I claim huge guilt on this one:



> We care more about our children than about the one who helped us make them. Our kids should never be more important than our marriage, and they should never be less important. If they're more important, the little rascals will sense it and use it and drive wedges. If they're less important, they'll act out until they are given priority. Family is about the constant, on-going work of finding the balance.



I used to be hugely guilty of this one before I went to therapy with an excellent therapist:




> 3. Shame baggage. Yes, we all carry it it. We spend most of our adolescence and early adulthood trying to pretend our shame doesn't exist so, when the person we love triggers it in us, we blame them for creating it. And then we demand they fix it. But the truth is, they didn't create it and they can't fix it. Sometimes the best marital therapy is individual therapy, in which we work to heal our own shame. So we can stop transferring it to the ones we love.


And I think both my H and I are guilty of this one:



> 4. Ego wins. We've all got one. We came by it honestly. Probably sometime around the fourth grade when kids started to be jerks to us. Maybe earlier if our family members were jerks first. The ego was a good thing. It kept us safe from the emotional slings and arrows. But now that we're grown and married, the ego is a wall that separates. It's time for it to come down. By practicing openness instead of defensiveness, forgiveness instead of vengeance, apology instead of blame, vulnerability instead of strength, and grace instead of power.


----------



## ScarletBegonias (Jun 26, 2012)

I read this article a few days ago and really loved it. This item spoke the loudest to me.

"2. Marriage doesn't take away our loneliness. To be alive is to be lonely. It's the human condition. Marriage doesn't change the human condition. It can't make us completely unlonely. And when it doesn't, we blame our partner for doing something wrong, or we go searching for companionship elsewhere. Marriage is intended to be a place where two humans share the experience of loneliness and, in the sharing, create moments in which the loneliness dissipates. For a little while."


----------



## DoF (Mar 27, 2014)

ScarletBegonias said:


> I read this article a few days ago and really loved it. This item spoke the loudest to me.
> 
> "2. Marriage doesn't take away our loneliness. To be alive is to be lonely. It's the human condition. Marriage doesn't change the human condition. It can't make us completely unlonely. And when it doesn't, we blame our partner for doing something wrong, or we go searching for companionship elsewhere. Marriage is intended to be a place where two humans share the experience of loneliness and, in the sharing, create moments in which the loneliness dissipates. For a little while."


I'm kind of in disagreement here.

TO ME, marriage has been ALL about companionship. I love being close to another person and have NEVER felt lonely AT ALL.

If anything, opposite. Marriage has completely gotten rid of loneliness in my life.

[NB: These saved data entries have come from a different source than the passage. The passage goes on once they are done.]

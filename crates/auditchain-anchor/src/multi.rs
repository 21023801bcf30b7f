//! Composite anchoring across several backends.

use std::fmt;

use async_trait::async_trait;
use auditchain_core::{AnchorPayload, AnchorReceipt};
use serde::{Deserialize, Serialize};

use crate::backend::{
    check_receipt_hash, new_receipt, AnchorBackend, AnchorReason, AnchorVerification,
};
use crate::error::{AnchorError, Result};

pub const MULTI_BACKEND: &str = "multi";

/// How many children must succeed.
#[derive(Debug, Clone, Copy, PartialEq, Eq, Default, Serialize, Deserialize)]
#[serde(rename_all = "snake_case")]
pub enum MultiPolicy {
    /// Every child must anchor and verify.
    #[default]
    All,
    /// At least one child must anchor and verify.
    Any,
}

impl MultiPolicy {
    pub fn as_str(&self) -> &'static str {
        match self {
            Self::All => "all",
            Self::Any => "any",
        }
    }
}

impl fmt::Display for MultiPolicy {
    fn fmt(&self, f: &mut fmt::Formatter<'_>) -> fmt::Result {
        f.write_str(self.as_str())
    }
}

#[derive(Debug, Clone, PartialEq, Serialize, Deserialize)]
#[serde(rename_all = "camelCase")]
pub struct MultiProof {
    pub policy: MultiPolicy,
    pub receipts: Vec<AnchorReceipt>,
}

/// Anchors the same payload with every child backend.
pub struct MultiAnchor {
    backends: Vec<Box<dyn AnchorBackend>>,
    policy: MultiPolicy,
}

impl MultiAnchor {
    pub fn new(backends: Vec<Box<dyn AnchorBackend>>, policy: MultiPolicy) -> Self {
        Self { backends, policy }
    }

    pub fn policy(&self) -> MultiPolicy {
        self.policy
    }

    pub fn len(&self) -> usize {
        self.backends.len()
    }

    pub fn is_empty(&self) -> bool {
        self.backends.is_empty()
    }

    fn child(&self, name: &str) -> Option<&dyn AnchorBackend> {
        self.backends
            .iter()
            .find(|b| b.name() == name)
            .map(|b| b.as_ref())
    }

    async fn verify_child(&self, parent_hash: &str, child: &AnchorReceipt) -> AnchorVerification {
        if child.anchor_hash != parent_hash {
            return AnchorVerification::invalid(AnchorReason::AnchorHashMismatch);
        }
        match self.child(&child.anchor_type) {
            Some(backend) => backend.verify(child).await,
            None => AnchorVerification::invalid(AnchorReason::UnknownBackend),
        }
    }
}

#[async_trait]
impl AnchorBackend for MultiAnchor {
    fn name(&self) -> &str {
        MULTI_BACKEND
    }

    async fn anchor_payload(&self, payload: &AnchorPayload) -> Result<AnchorReceipt> {
        let mut receipt = new_receipt(MULTI_BACKEND, payload)?;
        let mut receipts = Vec::with_capacity(self.backends.len());

        for backend in &self.backends {
            match backend.anchor_payload(payload).await {
                Ok(child) => receipts.push(child),
                Err(err) => {
                    tracing::warn!(
                        backend = backend.name(),
                        checkpoint_id = %payload.checkpoint_id,
                        error = %err,
                        "child anchor failed"
                    );
                }
            }
        }

        let satisfied = match self.policy {
            MultiPolicy::All => receipts.len() == self.backends.len() && !receipts.is_empty(),
            MultiPolicy::Any => !receipts.is_empty(),
        };
        if !satisfied {
            return Err(AnchorError::PolicyUnsatisfied {
                policy: self.policy.to_string(),
                succeeded: receipts.len(),
                total: self.backends.len(),
            });
        }

        receipt.proof = serde_json::to_value(MultiProof {
            policy: self.policy,
            receipts,
        })?;
        Ok(receipt)
    }

    async fn verify(&self, receipt: &AnchorReceipt) -> AnchorVerification {
        if let Some(failed) = check_receipt_hash(MULTI_BACKEND, receipt) {
            return failed;
        }
        let Ok(proof) = serde_json::from_value::<MultiProof>(receipt.proof.clone()) else {
            return AnchorVerification::invalid(AnchorReason::MalformedProof);
        };

        let mut results = Vec::with_capacity(proof.receipts.len());
        for child in &proof.receipts {
            results.push(self.verify_child(&receipt.anchor_hash, child).await);
        }

        match self.policy {
            MultiPolicy::All => {
                if let Some(failed) = results.iter().find(|r| !r.valid) {
                    return *failed;
                }
                let covered = self
                    .backends
                    .iter()
                    .all(|b| proof.receipts.iter().any(|r| r.anchor_type == b.name()));
                if covered && !results.is_empty() {
                    AnchorVerification::ok()
                } else {
                    AnchorVerification::invalid(AnchorReason::PolicyUnsatisfied)
                }
            }
            MultiPolicy::Any => {
                if results.iter().any(|r| r.valid) {
                    AnchorVerification::ok()
                } else {
                    AnchorVerification::invalid(AnchorReason::PolicyUnsatisfied)
                }
            }
        }
    }
}

#[cfg(test)]
mod tests {
    use super::*;
    use crate::log_only::LogOnlyAnchor;
    use crate::testing::sample_checkpoint;
    use crate::timestamp::{LocalTimestampAuthority, TimestampAnchor};
    use crate::worm::{MemoryObjectStore, RetentionMode, WormAnchor};

    /// A backend that always fails to anchor.
    struct Offline;

    #[async_trait]
    impl AnchorBackend for Offline {
        fn name(&self) -> &str {
            "offline"
        }

        async fn anchor_payload(&self, _payload: &AnchorPayload) -> Result<AnchorReceipt> {
            Err(AnchorError::Backend {
                backend: "offline".into(),
                message: "unreachable".into(),
            })
        }

        async fn verify(&self, _receipt: &AnchorReceipt) -> AnchorVerification {
            AnchorVerification::invalid(AnchorReason::TokenInvalid)
        }
    }

    fn three(policy: MultiPolicy) -> MultiAnchor {
        MultiAnchor::new(
            vec![
                Box::new(LogOnlyAnchor::new()),
                Box::new(WormAnchor::new(
                    MemoryObjectStore::new(),
                    RetentionMode::Governance,
                    7,
                )),
                Box::new(TimestampAnchor::new(LocalTimestampAuthority::generate())),
            ],
            policy,
        )
    }

    #[tokio::test]
    async fn test_all_children_share_anchor_hash() {
        let multi = three(MultiPolicy::All);
        let receipt = multi.anchor(&sample_checkpoint()).await.unwrap();
        let proof: MultiProof = serde_json::from_value(receipt.proof.clone()).unwrap();

        assert_eq!(proof.receipts.len(), 3);
        assert!(proof
            .receipts
            .iter()
            .all(|r| r.anchor_hash == receipt.anchor_hash));
        assert!(multi.verify(&receipt).await.valid);
    }

    #[tokio::test]
    async fn test_mutated_anchor_hash_is_invalid() {
        let multi = three(MultiPolicy::Any);
        let mut receipt = multi.anchor(&sample_checkpoint()).await.unwrap();
        receipt.anchor_hash = "4".repeat(64);
        assert!(!multi.verify(&receipt).await.valid);
    }

    #[tokio::test]
    async fn test_child_hash_mutation() {
        let multi = three(MultiPolicy::All);
        let mut receipt = multi.anchor(&sample_checkpoint()).await.unwrap();
        receipt.proof["receipts"][1]["anchorHash"] = serde_json::Value::String("5".repeat(64));
        assert_eq!(
            multi.verify(&receipt).await.reason,
            AnchorReason::AnchorHashMismatch
        );
    }

    #[tokio::test]
    async fn test_all_policy_fails_on_offline_child() {
        let multi = MultiAnchor::new(
            vec![Box::new(LogOnlyAnchor::new()), Box::new(Offline)],
            MultiPolicy::All,
        );
        let err = multi.anchor(&sample_checkpoint()).await.unwrap_err();
        assert!(matches!(
            err,
            AnchorError::PolicyUnsatisfied {
                succeeded: 1,
                total: 2,
                ..
            }
        ));
    }

    #[tokio::test]
    async fn test_any_policy_tolerates_offline_child() {
        let multi = MultiAnchor::new(
            vec![Box::new(Offline), Box::new(LogOnlyAnchor::new())],
            MultiPolicy::Any,
        );
        let receipt = multi.anchor(&sample_checkpoint()).await.unwrap();
        assert!(multi.verify(&receipt).await.valid);
    }

    #[tokio::test]
    async fn test_all_policy_requires_every_backend() {
        let multi = three(MultiPolicy::All);
        let mut receipt = multi.anchor(&sample_checkpoint()).await.unwrap();
        let mut proof: MultiProof = serde_json::from_value(receipt.proof.clone()).unwrap();
        proof.receipts.truncate(1);
        receipt.proof = serde_json::to_value(proof).unwrap();
        assert_eq!(
            multi.verify(&receipt).await.reason,
            AnchorReason::PolicyUnsatisfied
        );
    }
}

But I'm the kind that likes humans in small doses (as in 1 special one is all I need.....vs many people).


----------



## ScarletBegonias (Jun 26, 2012)

DoF said:


> I'm kind of in disagreement here.
> 
> TO ME, marriage has been ALL about companionship. I love being close to another person and have NEVER felt lonely AT ALL.
> 
> ...


As someone who has a personality disorder,I always feel like there's a void or some piece of me that's lonely inside. I am all about companionship with my husband.I basically can't stand other people.He gives me a ton of attention. That doesn't mean it keeps me from feeling lonely inside occasionally due to my issues.


----------



## Mr. Nail (Apr 26, 2011)

Generally I lower the credibility score for anything published By Huff by 2 points. I liked that the author offered new things to think about. I won't agree with everything he said but, that's pretty normal with me anyway. I'm still wondering about vulnerability instead of strength. Flys in the face of my observations but . . . hmm I do it anyway.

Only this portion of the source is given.